Rolling: is the instantaneous axis of rotation tangential?

[tiny-tim]

the instantaneous axis of rotation of a body rolling on a stationary surface must pass through the instantaneous point of contact (C)

it seems obvious that the axis must be tangential at C (to both surfaces), and perpendicular to the instantaneous line of motion of the point of contact

but i can't see how to prove it

any suggestions?

(both surfaces must be continuously differentiable, and they can curve the same way, like an egg rollling inside another egg, or opposite ways, or even have saddle points)

 

[klackity]

I don't think this is true! (Unless you are thinking of a more specific type of case than I am imagining).

Look at this example:

The ideas is to have an elliptical egg (an ellipse rotated about its major axis to form an egg) rolling in a U-shaped channel.
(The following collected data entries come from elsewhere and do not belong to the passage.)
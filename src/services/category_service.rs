use sea_orm::{
    ActiveModelTrait, ColumnTrait, EntityTrait, PaginatorTrait, QueryFilter, QueryOrder, Set,
};
use uuid::Uuid;

use crate::{
    audit,
    dto::catalog::{CategoryList, CategoryRequest},
    entity::{
        categories::{ActiveModel, Column, Entity as Categories},
        products::{Column as ProdCol, Entity as Products},
    },
    error::{AppError, AppResult},
    middleware::auth::{AuthUser, ensure_manager},
    models::Category,
    response::{ApiResponse, Meta},
    state::AppState,
};

pub async fn list_categories(state: &AppState) -> AppResult<ApiResponse<CategoryList>> {
    let items = Categories::find()
        .order_by_asc(Column::Name)
        .all(&state.orm)
        .await?
        .into_iter()
        .map(Category::from)
        .collect();
    Ok(ApiResponse::success("Categories", CategoryList { items }, None))
}

pub async fn create_category(
    state: &AppState,
    user: &AuthUser,
    payload: CategoryRequest,
) -> AppResult<ApiResponse<Category>> {
    ensure_manager(user)?;
    let name = unique_name(state, &payload.name, None).await?;

    let category = ActiveModel {
        id: Set(Uuid::new_v4()),
        name: Set(name),
    }
    .insert(&state.orm)
    .await?;

    audit::record(
        &state.pool,
        user.user_id,
        "category_create",
        "categories",
        serde_json::json!({ "category_id": category.id }),
    )
    .await;

    Ok(ApiResponse::success(
        "Category created",
        Category::from(category),
        Some(Meta::empty()),
    ))
}

pub async fn update_category(
    state: &AppState,
    user: &AuthUser,
    id: Uuid,
    payload: CategoryRequest,
) -> AppResult<ApiResponse<Category>> {
    ensure_manager(user)?;
    let existing = Categories::find_by_id(id)
        .one(&state.orm)
        .await?
        .ok_or(AppError::NotFound)?;
    let name = unique_name(state, &payload.name, Some(id)).await?;

    let mut active: ActiveModel = existing.into();
    active.name = Set(name);
    let category = active.update(&state.orm).await?;

    audit::record(
        &state.pool,
        user.user_id,
        "category_update",
        "categories",
        serde_json::json!({ "category_id": id }),
    )
    .await;

    Ok(ApiResponse::success(
        "Category updated",
        Category::from(category),
        Some(Meta::empty()),
    ))
}

pub async fn delete_category(
    state: &AppState,
    user: &AuthUser,
    id: Uuid,
) -> AppResult<ApiResponse<serde_json::Value>> {
    ensure_manager(user)?;
    let in_use = Products::find()
        .filter(ProdCol::CategoryId.eq(id))
        .count(&state.orm)
        .await?;
    if in_use > 0 {
        return Err(AppError::BadRequest(format!(
            "category is used by {in_use} products"
        )));
    }

    let result = Categories::delete_by_id(id).exec(&state.orm).await?;
    if result.rows_affected == 0 {
        return Err(AppError::NotFound);
    }

    audit::record(
        &state.pool,
        user.user_id,
        "category_delete",
        "categories",
        serde_json::json!({ "category_id": id }),
    )
    .await;

    Ok(ApiResponse::done("Category deleted"))
}

async fn unique_name(state: &AppState, name: &str, except: Option<Uuid>) -> AppResult<String> {
    let name = name.trim();
    if name.is_empty() {
        return Err(AppError::BadRequest("name is required".into()));
    }
    let mut finder = Categories::find().filter(Column::Name.eq(name));
    if let Some(id) = except {
        finder = finder.filter(Column::Id.ne(id));
    }
    if finder.one(&state.orm).await?.is_some() {
        return Err(AppError::BadRequest("category name is already taken".into()));
    }
    Ok(name.to_string())
}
The image is of a cross section.

In this case, it seems like the instantaneous axis of rotation is almost orthogonal to the tangent of both surfaces at the point(s) of contact.

It's true that as the surfaces are differentiable, they must be tangent to each-other at the point of contact. But I don't see why the axis of rotation would have to be tangent to both the surfaces.
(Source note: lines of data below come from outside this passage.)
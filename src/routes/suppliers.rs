use axum::{
    Json, Router,
    extract::{Path, Query, State},
    routing::get,
};
use uuid::Uuid;

use crate::{
    dto::suppliers::{SupplierList, SupplierRequest},
    error::AppResult,
    middleware::auth::AuthUser,
    models::Supplier,
    response::ApiResponse,
    routes::params::SupplierQuery,
    services::supplier_service,
    state::AppState,
};

pub fn router() -> Router<AppState> {
    Router::new()
        .route("/", get(list_suppliers).post(create_supplier))
        .route(
            "/{id}",
            get(get_supplier).put(update_supplier).delete(delete_supplier),
        )
}

#[utoipa::path(
    get,
    path = "/api/suppliers",
    params(
        ("page" = Option<i64>, Query, description = "Page number, default 1"),
        ("per_page" = Option<i64>, Query, description = "Items per page, default 20"),
        ("q" = Option<String>, Query, description = "Search by name"),
    ),
    responses(
        (status = 200, description = "Suppliers", body = ApiResponse<SupplierList>)
    ),
    security(("bearer_auth" = [])),
    tag = "Suppliers"
)]
pub async fn list_suppliers(
    State(state): State<AppState>,
    user: AuthUser,
    Query(query): Query<SupplierQuery>,
) -> AppResult<Json<ApiResponse<SupplierList>>> {
    let resp = supplier_service::list_suppliers(&state, &user, query).await?;
    Ok(Json(resp))
}

#[utoipa::path(
    get,
    path = "/api/suppliers/{id}",
    params(
        ("id" = Uuid, Path, description = "Supplier ID")
    ),
    responses(
        (status = 200, description = "Supplier", body = ApiResponse<Supplier>),
        (status = 404, description = "Supplier not found"),
    ),
    security(("bearer_auth" = [])),
    tag = "Suppliers"
)]
pub async fn get_supplier(
    State(state): State<AppState>,
    user: AuthUser,
    Path(id): Path<Uuid>,
) -> AppResult<Json<ApiResponse<Supplier>>> {
    let resp = supplier_service::get_supplier(&state, &user, id).await?;
    Ok(Json(resp))
}

#[utoipa::path(
    post,
    path = "/api/suppliers",
    request_body = SupplierRequest,
    responses(
        (status = 200, description = "Create supplier", body = ApiResponse<Supplier>),
        (status = 400, description = "Name missing"),
    ),
    security(("bearer_auth" = [])),
    tag = "Suppliers"
)]
pub async fn create_supplier(
    State(state): State<AppState>,
    user: AuthUser,
    Json(payload): Json<SupplierRequest>,
) -> AppResult<Json<ApiResponse<Supplier>>> {
    let resp = supplier_service::create_supplier(&state, &user, payload).await?;
    Ok(Json(resp))
}

#[utoipa::path(
    put,
    path = "/api/suppliers/{id}",
    params(
        ("id" = Uuid, Path, description = "Supplier ID")
    ),
    request_body = SupplierRequest,
    responses(
        (status = 200, description = "Update supplier", body = ApiResponse<Supplier>),
        (status = 404, description = "Supplier not found"),
    ),
    security(("bearer_auth" = [])),
    tag = "Suppliers"
)]
pub async fn update_supplier(
    State(state): State<AppState>,
    user: AuthUser,
    Path(id): Path<Uuid>,
    Json(payload): Json<SupplierRequest>,
) -> AppResult<Json<ApiResponse<Supplier>>> {
    let resp = supplier_service::update_supplier(&state, &user, id, payload).await?;
    Ok(Json(resp))
}

#[utoipa::path(
    delete,
    path = "/api/suppliers/{id}",
    params(
        ("id" = Uuid, Path, description = "Supplier ID")
    ),
    responses(
        (status = 200, description = "Supplier deleted", body = ApiResponse<serde_json::Value>),
        (status = 400, description = "Supplier has imports"),
        (status = 404, description = "Supplier not found"),
    ),
    security(("bearer_auth" = [])),
    tag = "Suppliers"
)]
pub async fn delete_supplier(
    State(state): State<AppState>,
    user: AuthUser,
    Path(id): Path<Uuid>,
) -> AppResult<Json<ApiResponse<serde_json::Value>>> {
    let resp = supplier_service::delete_supplier(&state, &user, id).await?;
    Ok(Json(resp))
}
Here's an example with only one point of contact:

Here's what the picture is trying to represent. A second prior to this drawing, the momentum of the egg was causing it to roll up this wall. It had been rolling "forward" (i.e., into the screen) and upward (along the wall). At this exact moment, however, the rolling upward along the wall has almost stopped (due to gravity), while the rolling forward is continuing. This forward rolling (into the screen) makes the axis of rotation not tangent to the surface.

Or rather, maybe I am using to general a notion of rolling? My notion also allows some spinning (but no sliding). Am I wrong to allow this? Perhaps this makes the "instantaneous axis of rotation" ill-defined? Or perhaps spinning and rolling are linearly independent?

 

[klackity]

I guess in the egg-in-a-channel example, the egg can certainly roll down the channel without sliding. But it cannot possibly roll along an axis tangent to either of the points of contact (because that would imply the other point of contact is sliding).

It seems like this kind of thing could also happen at certain instants as an egg rolls along a wobbly surface.

However, in the egg-in-a-channel example, the line formed by the two points of contact cannot be orthogonal to the surfaces at the point of contacts (or else the egg could not roll without sliding).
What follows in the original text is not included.